--- INPUT FOR THIS TASK Enclosed Below ---
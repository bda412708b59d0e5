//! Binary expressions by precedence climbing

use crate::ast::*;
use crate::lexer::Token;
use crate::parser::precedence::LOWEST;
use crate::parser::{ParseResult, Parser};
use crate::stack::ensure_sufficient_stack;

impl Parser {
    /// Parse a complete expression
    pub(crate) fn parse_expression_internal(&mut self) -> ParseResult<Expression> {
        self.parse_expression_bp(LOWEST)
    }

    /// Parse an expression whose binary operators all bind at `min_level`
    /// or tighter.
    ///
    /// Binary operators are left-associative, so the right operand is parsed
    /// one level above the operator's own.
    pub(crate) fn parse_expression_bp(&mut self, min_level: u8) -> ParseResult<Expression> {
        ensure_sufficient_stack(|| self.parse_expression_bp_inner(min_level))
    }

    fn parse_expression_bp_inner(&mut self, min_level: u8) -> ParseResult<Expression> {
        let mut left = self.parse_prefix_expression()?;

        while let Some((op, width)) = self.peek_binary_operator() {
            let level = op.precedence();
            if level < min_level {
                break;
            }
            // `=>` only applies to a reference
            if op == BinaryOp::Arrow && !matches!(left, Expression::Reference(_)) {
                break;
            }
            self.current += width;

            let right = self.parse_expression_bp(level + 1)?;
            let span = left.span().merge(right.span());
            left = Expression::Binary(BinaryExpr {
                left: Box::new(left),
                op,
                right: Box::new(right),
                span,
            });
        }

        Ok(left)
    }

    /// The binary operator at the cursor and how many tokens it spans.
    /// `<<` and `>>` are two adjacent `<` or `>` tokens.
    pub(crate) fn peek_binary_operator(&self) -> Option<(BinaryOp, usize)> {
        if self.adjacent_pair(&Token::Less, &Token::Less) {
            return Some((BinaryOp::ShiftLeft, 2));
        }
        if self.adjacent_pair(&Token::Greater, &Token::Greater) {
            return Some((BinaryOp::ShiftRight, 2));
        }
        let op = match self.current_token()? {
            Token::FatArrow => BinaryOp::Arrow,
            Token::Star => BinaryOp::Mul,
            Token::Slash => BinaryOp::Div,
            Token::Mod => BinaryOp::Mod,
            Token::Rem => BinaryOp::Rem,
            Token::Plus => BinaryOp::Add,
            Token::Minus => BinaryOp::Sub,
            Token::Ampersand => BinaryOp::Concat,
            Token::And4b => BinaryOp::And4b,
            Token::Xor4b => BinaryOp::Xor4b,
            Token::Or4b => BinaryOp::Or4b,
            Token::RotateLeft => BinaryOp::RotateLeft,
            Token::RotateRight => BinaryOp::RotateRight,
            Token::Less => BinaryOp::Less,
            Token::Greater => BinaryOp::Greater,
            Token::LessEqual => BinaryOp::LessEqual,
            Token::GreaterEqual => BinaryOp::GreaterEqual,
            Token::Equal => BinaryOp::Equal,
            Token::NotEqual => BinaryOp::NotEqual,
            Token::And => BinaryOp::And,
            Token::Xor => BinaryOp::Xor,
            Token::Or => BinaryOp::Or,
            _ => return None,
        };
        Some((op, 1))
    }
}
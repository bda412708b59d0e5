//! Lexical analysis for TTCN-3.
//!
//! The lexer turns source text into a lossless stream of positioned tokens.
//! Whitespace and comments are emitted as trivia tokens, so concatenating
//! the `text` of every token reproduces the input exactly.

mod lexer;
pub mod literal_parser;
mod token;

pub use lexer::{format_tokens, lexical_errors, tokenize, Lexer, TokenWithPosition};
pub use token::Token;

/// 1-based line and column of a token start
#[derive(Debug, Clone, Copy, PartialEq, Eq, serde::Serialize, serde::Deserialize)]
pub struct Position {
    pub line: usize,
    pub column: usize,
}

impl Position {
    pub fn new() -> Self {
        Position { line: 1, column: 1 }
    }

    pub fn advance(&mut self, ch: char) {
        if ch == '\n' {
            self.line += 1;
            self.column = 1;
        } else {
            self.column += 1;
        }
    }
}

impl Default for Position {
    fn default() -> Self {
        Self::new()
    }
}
--- End of Enclosed INPUT FOR THIS TASK ---
> **REQUIREMENT**
When you find a line in the records that contains the word "text", copy it.

> **SOLUTION TO THE PROBLEM**
//! The lexer turns source text into a lossless stream of positioned tokens.
//! the `text` of every token reproduces the input exactly.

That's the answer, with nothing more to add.